22. Depositions of Widenmann, Bonney, Mathews, and Hurley, Angel Report, NARA. The sources also mention one McCormick, who is otherwise unidentified.
23. Depositions of Gauss and Bonney, Angel Report, NARA. According to Gauss, “It was reported by Alex Rudder that the posse was agoing to kill us.” Since Gauss later says that Brewer sent Rudder on to the Peñasco to get a load of corn, I assume Rudder (known locally as “Crazy Alex”) gave this information at the ranch rather than in Lincoln. Bonney says, “Having been informed that said deputy sheriff and posse were going to round up all the cattle and drive them off and kill the persons at the ranch, the persons at the ranch cut portholes in the walls of the house and filled sacks with earth so that they. . . could defend themselves.” Widenmann also tells of these defensive measures, and they were noted by a member of the second posse on February 18: depositions of Widenmann and Pantaleón Gallegos, Angel Report, NARA.

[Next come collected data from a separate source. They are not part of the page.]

//! Defines the app level error type and its conversion to JSON responses.
use axum::{
    Json,
    http::StatusCode,
    response::{IntoResponse, Response},
};
use serde_json::json;

/// The errors that may occur in the application.
#[derive(Debug, thiserror::Error, PartialEq)]
pub enum Error {
    /// The request body was not a non-empty JSON object.
    #[error("the request body is not a valid JSON object")]
    InvalidJson,

    /// The request body could not be read, e.g. it exceeded the size limit.
    #[error("could not read the request body")]
    UnreadableBody,

    /// A query string parameter required by a report was missing.
    #[error("missing query parameters")]
    MissingParameters,

    /// The payload failed validation.
    ///
    /// Holds every message collected while validating the payload, so the
    /// client can fix all problems in one go.
    #[error("validation failed: {0:?}")]
    Validation(Vec<String>),

    /// The requested record does not exist.
    ///
    /// The string names the kind of record, e.g. "Bill", and is shown to the
    /// client.
    #[error("{0} not found")]
    NotFound(&'static str),

    /// A line item was addressed through a bill or check it does not belong to.
    ///
    /// The string names the parent kind, e.g. "bill".
    #[error("item does not belong to this {0}")]
    ItemNotInParent(&'static str),

    /// A record could not be deleted because other records still reference it.
    #[error("{0} is still referenced by other records")]
    StillReferenced(&'static str),

    /// A path parameter could not be parsed, e.g. an ID that is not an integer.
    #[error("invalid path parameters")]
    InvalidPath,

    /// The query string could not be deserialized, e.g. a repeated parameter.
    #[error("invalid query string")]
    InvalidQuery,

    /// The path exists but does not accept the request method.
    #[error("method not allowed")]
    MethodNotAllowed,

    /// The configured CORS origin is not a valid header value.
    #[error("invalid CORS origin \"{0}\"")]
    InvalidCorsOrigin(String),

    /// An unhandled/unexpected SQL error.
    #[error("an unexpected SQL error occurred: {0}")]
    SqlError(rusqlite::Error),

    /// Could not acquire the database lock
    #[error("could not acquire the database lock")]
    DatabaseLockError,
}

impl From<rusqlite::Error> for Error {
    fn from(value: rusqlite::Error) -> Self {
        tracing::error!("an unhandled SQL error occurred: {}", value);
        Error::SqlError(value)
    }
}

impl IntoResponse for Error {
    fn into_response(self) -> Response {
        let (status_code, body) = match self {
            Error::InvalidJson => (StatusCode::BAD_REQUEST, json!({ "error": "Invalid JSON" })),
            Error::UnreadableBody => (
                StatusCode::BAD_REQUEST,
                json!({ "error": "Could not read request body" }),
            ),
            Error::MissingParameters => (
                StatusCode::BAD_REQUEST,
                json!({ "error": "Missing parameters" }),
            ),
            Error::Validation(errors) => (
                StatusCode::UNPROCESSABLE_ENTITY,
                json!({ "error": { "errors": errors } }),
            ),
            Error::NotFound(entity) => (
                StatusCode::NOT_FOUND,
                json!({ "error": format!("{entity} not found") }),
            ),
            Error::ItemNotInParent(parent) => (
                StatusCode::FORBIDDEN,
                json!({ "error": format!("Item does not belong to this {parent}") }),
            ),
            Error::StillReferenced(entity) => (
                StatusCode::CONFLICT,
                json!({ "error": format!("{entity} is still referenced by other records") }),
            ),
            Error::InvalidPath => (
                StatusCode::NOT_FOUND,
                json!({ "error": "Endpoint not found" }),
            ),
            Error::InvalidQuery => (
                StatusCode::BAD_REQUEST,
                json!({ "error": "Invalid query string" }),
            ),
            Error::MethodNotAllowed => (
                StatusCode::METHOD_NOT_ALLOWED,
                json!({ "error": "Method not allowed" }),
            ),
            // Any errors that are not handled above are not intended to be shown to the client.
            error => {
                tracing::error!("An unexpected error occurred: {}", error);
                (
                    StatusCode::INTERNAL_SERVER_ERROR,
                    json!({ "error": "Internal server error" }),
                )
            }
        };

        (status_code, Json(body)).into_response()
    }
}

/// Map a foreign key violation raised while deleting `entity` to
/// [Error::StillReferenced], passing every other error through.
///
/// SQLite reports deferred (`NO ACTION`) violations as
/// `SQLITE_CONSTRAINT_FOREIGNKEY` and immediate (`RESTRICT`) ones as
/// `SQLITE_CONSTRAINT_TRIGGER`. Both carry the same message.
pub(crate) fn map_delete_error(error: rusqlite::Error, entity: &'static str) -> Error {
    match error {
        rusqlite::Error::SqliteFailure(
            rusqlite::ffi::Error {
                code: rusqlite::ErrorCode::ConstraintViolation,
                extended_code,
            },
            ref message,
        ) if extended_code == rusqlite::ffi::SQLITE_CONSTRAINT_FOREIGNKEY
            || message.as_deref() == Some("FOREIGN KEY constraint failed") =>
        {
            Error::StillReferenced(entity)
        }
        error => error.into(),
    }
}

24. Deposition of Mathews, Angel Report, NARA.
25. The Mimbres raid is reported in the Mesilla Valley Independent, January 26, 1878. The meeting with Dolan is covered in the deposition of Dolan, Angel Report, NARA. The Dolan and the McSween-Tunstall parties met at Shedd’s Ranch in San Augustín Pass east of Mesilla. With Evans looking on, Dolan tried to provoke Tunstall into a shootout, but the Englishman refused to go for his gun.
26. Depositions of Mathews and Hurley, Angel Report, NARA. Evans’s explanation may have been genuine, or it may have been a screen for other purposes. As will become apparent, Billy did have a spare horse, and it could have been borrowed from Evans. In any event, the explanation, whether truthful or not, establishes a prior relationship between the two that could have occurred only since the killing of Cahill. As suggested in chapter 3, I believe that Bonney rode with the Evans gang in October and helped spring Evans from the Lincoln jail in November. Mathews identifies Evans’s companion at Blazer’s Mills as Rivers rather than Hill. Hurley names Hill. Because Evans and Hill were especially close, I favor Hurley’s memory. In any event, all four were present at Paul’s ranch.
27. Those present who later gave depositions for the Angel Report were Mathews, Hurley, Middleton, Widenmann, Bonney, and Gauss. Brown’s deposition dealt only with the events of February 18.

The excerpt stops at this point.